[Stored data]
• • • • • • •

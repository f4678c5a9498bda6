#![forbid(unsafe_code)]

//! Geometric primitives.

/// A rectangle in terminal cells (0-indexed, origin top-left).
#[derive(Debug, Clone, Copy, PartialEq, Eq, Default)]
pub struct Rect {
    pub x: u16,
    pub y: u16,
    pub width: u16,
    pub height: u16,
}

impl Rect {
    #[inline]
    pub const fn new(x: u16, y: u16, width: u16, height: u16) -> Self {
        Self {
            x,
            y,
            width,
            height,
        }
    }

    /// Rectangle at the origin.
    #[inline]
    pub const fn from_size(width: u16, height: u16) -> Self {
        Self::new(0, 0, width, height)
    }

    /// Right edge (exclusive).
    #[inline]
    pub const fn right(&self) -> u16 {
        self.x.saturating_add(self.width)
    }

    /// Bottom edge (exclusive).
    #[inline]
    pub const fn bottom(&self) -> u16 {
        self.y.saturating_add(self.height)
    }

    #[inline]
    pub const fn is_empty(&self) -> bool {
        self.width == 0 || self.height == 0
    }

    #[inline]
    pub const fn contains(&self, x: u16, y: u16) -> bool {
        x >= self.x && x < self.right() && y >= self.y && y < self.bottom()
    }

    /// Shrink by `margin` on each side.
    pub fn inner(&self, margin: Sides) -> Rect {
        Rect {
            x: self.x.saturating_add(margin.left),
            y: self.y.saturating_add(margin.top),
            width: self
                .width
                .saturating_sub(margin.left)
                .saturating_sub(margin.right),
            height: self
                .height
                .saturating_sub(margin.top)
                .saturating_sub(margin.bottom),
        }
    }

    /// A `width` × `height` rectangle centered inside `self`, clipped to fit.
    pub fn centered(&self, width: u16, height: u16) -> Rect {
        let width = width.min(self.width);
        let height = height.min(self.height);
        Rect {
            x: self.x + (self.width - width) / 2,
            y: self.y + (self.height - height) / 2,
            width,
            height,
        }
    }

    /// Overlap with `other`, empty when disjoint.
    pub fn intersection(&self, other: &Rect) -> Rect {
        let x = self.x.max(other.x);
        let y = self.y.max(other.y);
        let right = self.right().min(other.right());
        let bottom = self.bottom().min(other.bottom());
        if x < right && y < bottom {
            Rect::new(x, y, right - x, bottom - y)
        } else {
            Rect::default()
        }
    }
}

/// Per-side spacing.
#[derive(Debug, Clone, Copy, PartialEq, Eq, Default)]
pub struct Sides {
    pub top: u16,
    pub right: u16,
    pub bottom: u16,
    pub left: u16,
}

impl Sides {
    pub const fn all(v: u16) -> Self {
        Self {
            top: v,
            right: v,
            bottom: v,
            left: v,
        }
    }

    /// Same spacing left/right and top/bottom.
    pub const fn symmetric(vertical: u16, horizontal: u16) -> Self {
        Self {
            top: vertical,
            right: horizontal,
            bottom: vertical,
            left: horizontal,
        }
    }
}
#![forbid(unsafe_code)]

//! Braille line chart.
//!
//! Each terminal cell holds a 2×4 grid of braille dots, so a plot area of
//! `w × h` cells has `2w × 4h` addressable points. Lines between
//! consecutive data points are rasterized with Bresenham's algorithm.
//!
//! # Layout
//!
//! ```text
//! ━ Simple  ━ Average            legend (optional)
//! $30K │⠀⠀⠀⠀⣀⠤⠒⠉
//!  $0K │⣀⠤⠒⠉⠀⠀⠀⠀
//!      └────────
//!      $20M  $200M                x labels
//! ```

use crate::block::Block;
use crate::buffer::{Buffer, Cell};
use crate::geometry::Rect;
use crate::style::Style;
use crate::{Widget, draw_text_span, text_width};

const BRAILLE_BASE: u32 = 0x2800;

/// Dot bit for `(column, row)` inside one braille cell.
const DOT_BITS: [[u8; 4]; 2] = [[0x01, 0x02, 0x04, 0x40], [0x08, 0x10, 0x20, 0x80]];

/// A dot raster with one style per cell.
#[derive(Debug, Clone)]
pub struct BrailleGrid {
    width: u16,
    height: u16,
    masks: Vec<u8>,
    styles: Vec<Style>,
}

impl BrailleGrid {
    /// A grid of `width × height` terminal cells.
    pub fn new(width: u16, height: u16) -> Self {
        let len = usize::from(width) * usize::from(height);
        Self {
            width,
            height,
            masks: vec![0; len],
            styles: vec![Style::default(); len],
        }
    }

    /// Dot resolution as `(columns, rows)`.
    pub fn resolution(&self) -> (u32, u32) {
        (u32::from(self.width) * 2, u32::from(self.height) * 4)
    }

    /// Light the dot at `(dx, dy)`; out-of-range dots are ignored.
    pub fn set(&mut self, dx: u32, dy: u32, style: Style) {
        let (cols, rows) = self.resolution();
        if dx >= cols || dy >= rows {
            return;
        }
        let idx = (dy / 4) as usize * usize::from(self.width) + (dx / 2) as usize;
        self.masks[idx] |= DOT_BITS[(dx % 2) as usize][(dy % 4) as usize];
        self.styles[idx] = style;
    }

    /// Bresenham line between two dots, both ends included.
    pub fn line(&mut self, from: (u32, u32), to: (u32, u32), style: Style) {
        let (mut x0, mut y0) = (i64::from(from.0), i64::from(from.1));
        let (x1, y1) = (i64::from(to.0), i64::from(to.1));
        let dx = (x1 - x0).abs();
        let dy = -(y1 - y0).abs();
        let sx = if x0 < x1 { 1 } else { -1 };
        let sy = if y0 < y1 { 1 } else { -1 };
        let mut err = dx + dy;

        loop {
            self.set(x0 as u32, y0 as u32, style);
            if x0 == x1 && y0 == y1 {
                break;
            }
            let e2 = 2 * err;
            if e2 >= dy {
                err += dy;
                x0 += sx;
            }
            if e2 <= dx {
                err += dx;
                y0 += sy;
            }
        }
    }

    /// The braille glyph for cell `(x, y)`; `None` when no dot is lit.
    pub fn glyph(&self, x: u16, y: u16) -> Option<(char, Style)> {
        if x >= self.width || y >= self.height {
            return None;
        }
        let idx = usize::from(y) * usize::from(self.width) + usize::from(x);
        let mask = self.masks[idx];
        if mask == 0 {
            return None;
        }
        char::from_u32(BRAILLE_BASE + u32::from(mask)).map(|c| (c, self.styles[idx]))
    }
}

/// One named series of `(x, y)` points.
#[derive(Debug, Clone, PartialEq)]
pub struct Dataset<'a> {
    name: &'a str,
    points: Vec<(f64, f64)>,
    style: Style,
}

impl<'a> Dataset<'a> {
    pub fn new(name: &'a str, points: impl IntoIterator<Item = (f64, f64)>) -> Self {
        Self {
            name,
            points: points.into_iter().collect(),
            style: Style::default(),
        }
    }

    pub fn style(mut self, style: Style) -> Self {
        self.style = style;
        self
    }

    pub fn name(&self) -> &str {
        self.name
    }

    fn finite_points(&self) -> impl Iterator<Item = (f64, f64)> + '_ {
        self.points
            .iter()
            .copied()
            .filter(|(x, y)| x.is_finite() && y.is_finite())
    }
}

/// Axis label formatter.
pub type LabelFn = fn(f64) -> String;

fn default_label(value: f64) -> String {
    format!("{value:.0}")
}

/// A multi-series line chart with labelled axes.
///
/// The y axis always starts at zero; the x axis spans the data.
#[derive(Debug, Clone)]
pub struct LineChart<'a> {
    datasets: Vec<Dataset<'a>>,
    block: Option<Block<'a>>,
    x_label: LabelFn,
    y_label: LabelFn,
    y_ticks: u16,
    axis_style: Style,
    legend: bool,
}

impl<'a> LineChart<'a> {
    pub fn new(datasets: impl IntoIterator<Item = Dataset<'a>>) -> Self {
        Self {
            datasets: datasets.into_iter().collect(),
            block: None,
            x_label: default_label,
            y_label: default_label,
            y_ticks: 3,
            axis_style: Style::default(),
            legend: true,
        }
    }

    pub fn block(mut self, block: Block<'a>) -> Self {
        self.block = Some(block);
        self
    }

    pub fn x_labels(mut self, format: LabelFn) -> Self {
        self.x_label = format;
        self
    }

    pub fn y_labels(mut self, format: LabelFn) -> Self {
        self.y_label = format;
        self
    }

    /// Number of y axis labels, at least 2 (bottom and top).
    pub fn y_ticks(mut self, ticks: u16) -> Self {
        self.y_ticks = ticks.max(2);
        self
    }

    pub fn axis_style(mut self, style: Style) -> Self {
        self.axis_style = style;
        self
    }

    pub fn legend(mut self, show: bool) -> Self {
        self.legend = show;
        self
    }

    /// `(x_min, x_max, y_max)` over all finite points.
    fn bounds(&self) -> Option<(f64, f64, f64)> {
        let mut points = self.datasets.iter().flat_map(Dataset::finite_points).peekable();
        points.peek()?;
        let (mut x_min, mut x_max, mut y_max) = (f64::INFINITY, f64::NEG_INFINITY, 0.0f64);
        for (x, y) in points {
            x_min = x_min.min(x);
            x_max = x_max.max(x);
            y_max = y_max.max(y);
        }
        if x_max <= x_min {
            x_max = x_min + 1.0;
        }
        if y_max <= 0.0 {
            y_max = 1.0;
        }
        Some((x_min, x_max, y_max))
    }

    fn render_legend(&self, area: Rect, buf: &mut Buffer) {
        let mut x = area.x;
        for dataset in &self.datasets {
            x = draw_text_span(buf, x, area.y, "━ ", dataset.style, area.right());
            x = draw_text_span(buf, x, area.y, dataset.name, Style::default(), area.right());
            x = x.saturating_add(2);
        }
    }
}

impl Widget for LineChart<'_> {
    fn render(&self, area: Rect, buf: &mut Buffer) {
        #[cfg(feature = "tracing")]
        let _span = tracing::trace_span!(
            "widget_render",
            widget = "LineChart",
            datasets = self.datasets.len()
        )
        .entered();

        let mut area = match &self.block {
            Some(block) => {
                block.render(area, buf);
                block.inner(area)
            }
            None => area,
        };
        if area.is_empty() {
            return;
        }

        if self.legend && area.height > 1 {
            self.render_legend(Rect::new(area.x, area.y, area.width, 1), buf);
            area.y += 1;
            area.height -= 1;
        }

        let Some((x_min, x_max, y_max)) = self.bounds() else {
            return;
        };

        let y_labels: Vec<String> = (0..self.y_ticks)
            .map(|i| (self.y_label)(y_max * f64::from(i) / f64::from(self.y_ticks - 1)))
            .collect();
        let label_width = y_labels.iter().map(|l| text_width(l)).max().unwrap_or(0) as u16;

        // Two rows below the plot: axis line and x labels.
        if area.height < 3 || area.width <= label_width + 2 {
            return;
        }
        let axis_x = area.x + label_width + 1;
        let plot = Rect::new(
            axis_x + 1,
            area.y,
            area.right() - axis_x - 1,
            area.height - 2,
        );
        let axis_y = plot.bottom();

        for y in plot.y..axis_y {
            buf.set(axis_x, y, Cell::from_char('│').with_style(self.axis_style));
        }
        buf.set(axis_x, axis_y, Cell::from_char('└').with_style(self.axis_style));
        for x in plot.x..plot.right() {
            buf.set(x, axis_y, Cell::from_char('─').with_style(self.axis_style));
        }

        // Tick labels from the bottom row up, evenly spread.
        let span = u32::from(plot.height.saturating_sub(1));
        let last = u32::from(self.y_ticks - 1);
        for (i, label) in y_labels.iter().enumerate() {
            let row = axis_y - 1 - (span * i as u32 / last) as u16;
            let x = area.x + label_width - text_width(label) as u16;
            draw_text_span(buf, x, row, label, self.axis_style, axis_x);
        }

        let label_row = axis_y + 1;
        let left = (self.x_label)(x_min);
        let right = (self.x_label)(x_max);
        draw_text_span(buf, plot.x, label_row, &left, self.axis_style, area.right());
        let right_x = area.right().saturating_sub(text_width(&right) as u16);
        if right_x > plot.x + text_width(&left) as u16 {
            draw_text_span(buf, right_x, label_row, &right, self.axis_style, area.right());
        }

        let mut grid = BrailleGrid::new(plot.width, plot.height);
        let (cols, rows) = grid.resolution();
        let to_dot = |(x, y): (f64, f64)| -> (u32, u32) {
            let fx = ((x - x_min) / (x_max - x_min)).clamp(0.0, 1.0);
            let fy = (y / y_max).clamp(0.0, 1.0);
            let dx = (fx * f64::from(cols - 1)).round() as u32;
            let dy = ((1.0 - fy) * f64::from(rows - 1)).round() as u32;
            (dx, dy)
        };
        for dataset in &self.datasets {
            let dots: Vec<(u32, u32)> = dataset.finite_points().map(to_dot).collect();
            match dots.as_slice() {
                [] => {}
                [only] => grid.set(only.0, only.1, dataset.style),
                _ => {
                    for pair in dots.windows(2) {
                        grid.line(pair[0], pair[1], dataset.style);
                    }
                }
            }
        }

        for y in 0..plot.height {
            for x in 0..plot.width {
                if let Some((glyph, style)) = grid.glyph(x, y) {
                    buf.set(plot.x + x, plot.y + y, Cell::from_char(glyph).with_style(style));
                }
            }
        }
    }
}

#[cfg(test)]
mod tests {
    use super::*;

    #[test]
    fn dot_bits_map_to_braille() {
        let mut grid = BrailleGrid::new(1, 1);
        grid.set(0, 3, Style::default());
        assert_eq!(grid.glyph(0, 0).map(|g| g.0), Some('⡀'));
        grid.set(1, 0, Style::default());
        assert_eq!(grid.glyph(0, 0).map(|g| g.0), Some('⡈'));
    }

    #[test]
    fn full_cell_is_all_dots() {
        let mut grid = BrailleGrid::new(1, 1);
        for dx in 0..2 {
            for dy in 0..4 {
                grid.set(dx, dy, Style::default());
            }
        }
        assert_eq!(grid.glyph(0, 0).map(|g| g.0), Some('⣿'));
    }

    #[test]
    fn line_is_contiguous() {
        let mut grid = BrailleGrid::new(4, 2);
        grid.line((0, 7), (7, 0), Style::default());
        for x in 0..4 {
            assert!(
                (0..2).any(|y| grid.glyph(x, y).is_some()),
                "column {x} has no dots"
            );
        }
    }

    #[test]
    fn out_of_range_dots_are_ignored() {
        let mut grid = BrailleGrid::new(1, 1);
        grid.set(2, 0, Style::default());
        grid.set(0, 4, Style::default());
        assert_eq!(grid.glyph(0, 0), None);
    }

    #[test]
    fn renders_axes_labels_and_legend() {
        let mut buf = Buffer::new(30, 8);
        LineChart::new([Dataset::new("Simple", [(1.0, 0.0), (10.0, 100.0)])])
            .y_ticks(2)
            .render(buf.area(), &mut buf);
        let lines = buf.to_lines();
        assert!(lines[0].starts_with("━ Simple"));
        assert!(lines[1].starts_with("100 │"));
        assert!(lines[5].starts_with("  0 │"));
        assert!(lines[6].starts_with("    └───"));
        assert!(lines[7].starts_with("     1"));
        assert!(lines[7].ends_with("10"));
        // Top-right of the plot carries the line's end point.
        assert!(buf.get(29, 1).is_some_and(|c| c.ch != ' '));
    }

    #[test]
    fn very_tall_plot_places_ticks() {
        let mut buf = Buffer::new(20, 40_000);
        LineChart::new([Dataset::new("Tall", [(0.0, 0.0), (1.0, 9.0)])])
            .y_ticks(4)
            .render(buf.area(), &mut buf);
        let lines = buf.to_lines();
        assert!(lines[1].starts_with("9 │"));
        assert!(lines[39_997].starts_with("0 │"));
    }

    #[test]
    fn empty_data_draws_only_legend() {
        let mut buf = Buffer::new(20, 5);
        LineChart::new([Dataset::new("Flat", [])]).render(buf.area(), &mut buf);
        assert_eq!(buf.to_lines()[0], "━ Flat");
        assert!(buf.to_lines()[1..].iter().all(String::is_empty));
    }
}
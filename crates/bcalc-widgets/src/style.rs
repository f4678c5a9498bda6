#![forbid(unsafe_code)]

//! Colors and text styles.

/// A terminal color.
#[derive(Debug, Clone, Copy, PartialEq, Eq, Hash)]
pub enum Color {
    /// The terminal's default foreground/background.
    Reset,
    Rgb(u8, u8, u8),
}

impl Color {
    pub const fn rgb(r: u8, g: u8, b: u8) -> Self {
        Self::Rgb(r, g, b)
    }
}

bitflags::bitflags! {
    /// Text attributes.
    #[derive(Debug, Clone, Copy, PartialEq, Eq, Hash, Default)]
    pub struct StyleFlags: u8 {
        const BOLD      = 0b0000_0001;
        const DIM       = 0b0000_0010;
        const ITALIC    = 0b0000_0100;
        const UNDERLINE = 0b0000_1000;
        const REVERSE   = 0b0001_0000;
    }
}

/// A partial style: unset fields leave the cell underneath alone.
#[derive(Debug, Clone, Copy, PartialEq, Eq, Hash, Default)]
pub struct Style {
    pub fg: Option<Color>,
    pub bg: Option<Color>,
    pub attrs: Option<StyleFlags>,
}

impl Style {
    pub const fn new() -> Self {
        Self {
            fg: None,
            bg: None,
            attrs: None,
        }
    }

    pub const fn fg(mut self, color: Color) -> Self {
        self.fg = Some(color);
        self
    }

    pub const fn bg(mut self, color: Color) -> Self {
        self.bg = Some(color);
        self
    }

    /// Add attribute flags on top of any already set.
    pub const fn add(mut self, flags: StyleFlags) -> Self {
        self.attrs = Some(match self.attrs {
            Some(existing) => existing.union(flags),
            None => flags,
        });
        self
    }

    pub const fn bold(self) -> Self {
        self.add(StyleFlags::BOLD)
    }

    pub const fn dim(self) -> Self {
        self.add(StyleFlags::DIM)
    }

    pub const fn reverse(self) -> Self {
        self.add(StyleFlags::REVERSE)
    }

    /// `other` wins wherever it sets a field.
    pub fn patch(self, other: Style) -> Style {
        Style {
            fg: other.fg.or(self.fg),
            bg: other.bg.or(self.bg),
            attrs: match (self.attrs, other.attrs) {
                (Some(a), Some(b)) => Some(a | b),
                (a, b) => b.or(a),
            },
        }
    }

    pub const fn is_empty(&self) -> bool {
        self.fg.is_none() && self.bg.is_none() && self.attrs.is_none()
    }
}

• • • • • • •

ACTION ITEM:
In the entries above, please find the line with "pub const fn new(x: u16, y: u16, width: u16, height: u16)" and the line with "width: self", then write out exactly those two lines and every line between them, and nothing more.

RESPONSE:
    pub const fn new(x: u16, y: u16, width: u16, height: u16) -> Self {
        Self {
            x,
            y,
            width,
            height,
        }
    }

    /// Rectangle at the origin.
    #[inline]
    pub const fn from_size(width: u16, height: u16) -> Self {
        Self::new(0, 0, width, height)
    }

    /// Right edge (exclusive).
    #[inline]
    pub const fn right(&self) -> u16 {
        self.x.saturating_add(self.width)
    }

    /// Bottom edge (exclusive).
    #[inline]
    pub const fn bottom(&self) -> u16 {
        self.y.saturating_add(self.height)
    }

    #[inline]
    pub const fn is_empty(&self) -> bool {
        self.width == 0 || self.height == 0
    }

    #[inline]
    pub const fn contains(&self, x: u16, y: u16) -> bool {
        x >= self.x && x < self.right() && y >= self.y && y < self.bottom()
    }

    /// Shrink by `margin` on each side.
    pub fn inner(&self, margin: Sides) -> Rect {
        Rect {
            x: self.x.saturating_add(margin.left),
            y: self.y.saturating_add(margin.top),
            width: self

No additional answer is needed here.